Posted by twinleaf on December 12, 2010, at 21:02:18

In reply to Re: a quote which deserves to be quoted correctly....., posted by alexandra_k on December 12, 2010, at 18:38:00

Alex has identified a really important thing which keeps recurring in our interactions with Bob. We repeatedly identify real problems in how Babble is run, and in how our relationships with Bob play out. We hope for real change. Bob almost invariably responds by either stating directly, or by inferring, that our responses are transference-based. He seems convinced, every time, that we could not possibly be discussing, and offering solutions for, a REAL: problem. Once our ideas have been devalued in this manner, it follows that Bob has no need to do anything. It is obviously very convenient for Bob to consider every critical comment, and every offered solution, to be based, not on the posters' intelligence and creativity, but on some hypothetical transference distortion left over from childhood.
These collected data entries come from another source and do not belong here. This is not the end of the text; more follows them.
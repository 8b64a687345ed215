//! Audio output sinks
//!
//! A sink takes a finished [`SplicedAudio`] and starts playing it right away.
//! No pause or seek. Sinks are opened lazily on the first play and released
//! when the session ends.

use crate::audio_frame::SplicedAudio;
use crate::error::PlaybackError;
use chrono::Local;
use std::fs;
use std::io::BufWriter;
use std::path::{Path, PathBuf};
use std::str::FromStr;
use tracing::{debug, info};

pub trait AudioSink: Send {
    fn play(&mut self, audio: &SplicedAudio) -> Result<(), PlaybackError>;
}

/// Where played audio goes.
#[derive(Debug, Clone, PartialEq, Eq)]
pub enum AudioOutput {
    /// Discard
    Null,
    /// Write each played unit as a WAV file under a timestamped directory
    WavDir(PathBuf),
    /// PulseAudio default sink
    #[cfg(feature = "pulse")]
    Pulse { app_name: String },
}

impl Default for AudioOutput {
    fn default() -> Self {
        AudioOutput::WavDir(PathBuf::from("recordings"))
    }
}

impl AudioOutput {
    /// Acquire the output resource. May block.
    pub fn open(&self) -> Result<Box<dyn AudioSink>, PlaybackError> {
        match self {
            AudioOutput::Null => Ok(Box::new(NullSink)),
            AudioOutput::WavDir(base) => Ok(Box::new(WavDirSink::create(base)?)),
            #[cfg(feature = "pulse")]
            AudioOutput::Pulse { app_name } => Ok(Box::new(pulse::PulseSink::new(app_name)?)),
        }
    }
}

impl FromStr for AudioOutput {
    type Err = String;

    /// `null`, `wav:<dir>`, or `pulse` when built with the `pulse` feature.
    fn from_str(s: &str) -> Result<Self, Self::Err> {
        match s.trim() {
            "null" | "none" => Ok(AudioOutput::Null),
            "wav" => Ok(AudioOutput::default()),
            #[cfg(feature = "pulse")]
            "pulse" => Ok(AudioOutput::Pulse {
                app_name: "wavechat".to_string(),
            }),
            other => match other.strip_prefix("wav:") {
                Some(dir) if !dir.is_empty() => Ok(AudioOutput::WavDir(PathBuf::from(dir))),
                _ => Err(format!("unknown audio output {:?}", other)),
            },
        }
    }
}

pub struct NullSink;

impl AudioSink for NullSink {
    fn play(&mut self, audio: &SplicedAudio) -> Result<(), PlaybackError> {
        debug!("Discarding {} samples of audio", audio.len());
        Ok(())
    }
}

/// Writes every play to `<base>/<YYYYmmdd_HHMMSS>/play_NNN_<HHMMSS.mmm>.wav`.
pub struct WavDirSink {
    dir: PathBuf,
    plays: u32,
}

impl WavDirSink {
    pub fn create(base: &Path) -> Result<Self, PlaybackError> {
        let ts = Local::now().format("%Y%m%d_%H%M%S").to_string();
        let dir = base.join(ts);
        fs::create_dir_all(&dir)?;
        info!("Writing played audio to {:?}", dir);
        Ok(Self { dir, plays: 0 })
    }

    pub fn dir(&self) -> &Path {
        &self.dir
    }
}

impl AudioSink for WavDirSink {
    fn play(&mut self, audio: &SplicedAudio) -> Result<(), PlaybackError> {
        self.plays += 1;
        let path = self.dir.join(format!(
            "play_{:03}_{}.wav",
            self.plays,
            Local::now().format("%H%M%S%.3f")
        ));
        let channels = u16::try_from(audio.channel_count()).map_err(|_| {
            PlaybackError::Device(format!("{} channels do not fit a WAV header", audio.channel_count()))
        })?;
        let spec = hound::WavSpec {
            channels,
            sample_rate: audio.sample_rate(),
            bits_per_sample: 16,
            sample_format: hound::SampleFormat::Int,
        };
        let mut writer = hound::WavWriter::new(BufWriter::new(fs::File::create(&path)?), spec)?;
        for sample in audio.interleaved() {
            writer.write_sample((sample.clamp(-1.0, 1.0) * f32::from(i16::MAX)) as i16)?;
        }
        writer.finalize()?;
        info!("🔊 Wrote {:.2}s of audio to {:?}", audio.duration().as_secs_f32(), path);
        Ok(())
    }
}

#[cfg(feature = "pulse")]
mod pulse {
    use super::AudioSink;
    use crate::audio_frame::SplicedAudio;
    use crate::error::PlaybackError;
    use libpulse_binding::sample::{Format, Spec};
    use libpulse_binding::stream::Direction;
    use libpulse_simple_binding::Simple;
    use std::sync::mpsc;
    use tracing::{error, info};

    /// Plays on a dedicated thread so blocking writes never stall the session.
    pub struct PulseSink {
        tx: mpsc::Sender<SplicedAudio>,
        _handle: std::thread::JoinHandle<()>,
    }

    impl PulseSink {
        pub fn new(app_name: &str) -> Result<Self, PlaybackError> {
            let (tx, rx) = mpsc::channel::<SplicedAudio>();
            let app_name = app_name.to_string();
            let handle = std::thread::Builder::new()
                .name("pulse-playback".to_string())
                .spawn(move || {
                    // exits once the sink (and its sender) is dropped
                    while let Ok(audio) = rx.recv() {
                        if let Err(e) = play_blocking(&app_name, &audio) {
                            error!("PulseAudio playback failed: {}", e);
                        }
                    }
                    info!("PulseAudio playback thread stopped");
                })?;
            Ok(Self { tx, _handle: handle })
        }
    }

    impl AudioSink for PulseSink {
        fn play(&mut self, audio: &SplicedAudio) -> Result<(), PlaybackError> {
            self.tx
                .send(audio.clone())
                .map_err(|_| PlaybackError::Device("playback thread stopped".to_string()))
        }
    }

    /// Stream parameters for `audio`. PulseAudio takes at most 255 channels.
    pub(super) fn stream_spec(audio: &SplicedAudio) -> Result<Spec, PlaybackError> {
        let channels = u8::try_from(audio.channel_count()).map_err(|_| {
            PlaybackError::Device(format!(
                "{} channels is more than PulseAudio supports",
                audio.channel_count()
            ))
        })?;
        Ok(Spec {
            format: Format::FLOAT32NE,
            channels,
            rate: audio.sample_rate(),
        })
    }

    fn play_blocking(app_name: &str, audio: &SplicedAudio) -> Result<(), PlaybackError> {
        let spec = stream_spec(audio)?;
        let simple = Simple::new(
            None,     // default server
            app_name, // application name
            Direction::Playback,
            None,       // default device
            "playback", // stream description
            &spec,
            None, // default channel map
            None, // default buffering
        )
        .map_err(|e| PlaybackError::Device(e.to_string().unwrap_or_default()))?;

        let samples = audio.interleaved();
        simple
            .write(bytemuck::cast_slice(&samples))
            .map_err(|e| PlaybackError::Device(e.to_string().unwrap_or_default()))?;
        simple
            .drain()
            .map_err(|e| PlaybackError::Device(e.to_string().unwrap_or_default()))?;
        Ok(())
    }
}
//! Matchmaking queue.
//!
//! A FIFO of waiting players. Entries are append-only until consumed: a
//! deferred evaluation fires once per enqueue after the configured wait and
//! either pairs its player with the oldest other waiter or hands the lone
//! remaining player to a bot game. The evaluation must re-validate that its
//! entry is still queued on wake, since a concurrent pairing may have
//! consumed it already; stale timers become no-ops. Pairing always involves
//! the evaluating player's own entry, so no firing order can strand an entry
//! whose timer has already been spent.

use std::time::Instant;

/// A waiting player.
#[derive(Debug, Clone)]
pub struct QueueEntry {
    pub username: String,
    pub enqueued_at: Instant,
}

/// FIFO queue of players waiting for an opponent.
#[derive(Debug, Default)]
pub struct MatchQueue {
    waiting: Vec<QueueEntry>,
}

impl MatchQueue {
    pub fn new() -> Self {
        Self::default()
    }

    /// Append a player to the tail of the queue.
    pub fn enqueue(&mut self, username: String) {
        self.waiting.push(QueueEntry {
            username,
            enqueued_at: Instant::now(),
        });
    }

    /// Whether a player is still queued. The revalidation step for deferred
    /// evaluations.
    pub fn contains(&self, username: &str) -> bool {
        self.waiting.iter().any(|e| e.username == username)
    }

    /// Pop `username` and the oldest other waiter as a pair, in arrival
    /// order. `None` if the player is no longer queued or waits alone.
    pub fn take_pair_with(&mut self, username: &str) -> Option<(QueueEntry, QueueEntry)> {
        let me = self.waiting.iter().position(|e| e.username == username)?;
        let other = (0..self.waiting.len()).find(|&i| i != me)?;

        let (first_idx, second_idx) = if other < me { (other, me) } else { (me, other) };
        let second = self.waiting.remove(second_idx);
        let first = self.waiting.remove(first_idx);
        Some((first, second))
    }

    /// Remove a specific player's entry.
    pub fn take(&mut self, username: &str) -> Option<QueueEntry> {
        let idx = self.waiting.iter().position(|e| e.username == username)?;
        Some(self.waiting.remove(idx))
    }

    pub fn len(&self) -> usize {
        self.waiting.len()
    }

    pub fn is_empty(&self) -> bool {
        self.waiting.is_empty()
    }
}
//! Wire protocol messages.
//!
//! Inbound and outbound payloads are closed tagged unions over the finite set
//! of recognized message types. Anything outside the set fails to parse and is
//! rejected explicitly rather than silently ignored. Field names stay
//! camelCase on the wire.

use serde::{Deserialize, Serialize};

/// Messages a client may send.
///
/// The first message on a new connection must be `join`, `create_room`, or
/// `join_room`; `move` is only meaningful once a session exists.
#[derive(Debug, Clone, PartialEq, Deserialize)]
#[serde(tag = "type", rename_all = "snake_case")]
pub enum ClientMessage {
    Join {
        username: String,
        /// Resume an existing session by id.
        #[serde(default, rename = "gameId")]
        game_id: Option<String>,
    },
    CreateRoom {
        username: String,
        #[serde(default, rename = "roomName")]
        room_name: Option<String>,
    },
    JoinRoom {
        username: String,
        #[serde(rename = "roomId")]
        room_id: String,
    },
    Move {
        #[serde(default, rename = "gameId")]
        game_id: Option<String>,
        col: usize,
    },
}

impl ClientMessage {
    /// Whether this message type may open a connection.
    pub fn admits_connection(&self) -> bool {
        !matches!(self, Self::Move { .. })
    }

    /// The username carried by admission messages.
    pub fn username(&self) -> Option<&str> {
        match self {
            Self::Join { username, .. }
            | Self::CreateRoom { username, .. }
            | Self::JoinRoom { username, .. } => Some(username),
            Self::Move { .. } => None,
        }
    }
}

/// Messages pushed to a client.
#[derive(Debug, Clone, PartialEq, Serialize)]
#[serde(tag = "type", rename_all = "snake_case")]
pub enum ServerMessage {
    /// Entered the matchmaking queue; `timeout` is the wait in seconds.
    Waiting { timeout: u64 },
    /// A session started; `you` is the recipient's side (1 or 2).
    Start {
        #[serde(rename = "gameId")]
        game_id: String,
        you: u8,
        opponent: String,
        state: serde_json::Value,
    },
    /// Full board/turn/status snapshot, pushed after every applied move.
    State {
        #[serde(rename = "gameId")]
        game_id: String,
        state: serde_json::Value,
        you: u8,
        status: String,
        result: String,
    },
    /// Re-attached to a still-running session.
    Reconnected {
        #[serde(rename = "gameId")]
        game_id: String,
        state: serde_json::Value,
    },
    RoomCreated {
        #[serde(rename = "roomId")]
        room_id: String,
        room: serde_json::Value,
    },
    RoomJoined {
        #[serde(rename = "roomId")]
        room_id: String,
        room: serde_json::Value,
    },
    Error { error: String },
}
The posters here are highly intelligent and aware. If anything, having an emotional illness requires one to be much more aware and sophisticated about feelings and motives than is average in society. By and large, people here don't miss a thing!. When Bob tries to attribute very sound, intelligent, accurate assessments and suggestion about Babble to childhood distortions or transferences, he risks sounding rather naive. I feel certain that he would not want to appear this way, and we certainly don't want him to.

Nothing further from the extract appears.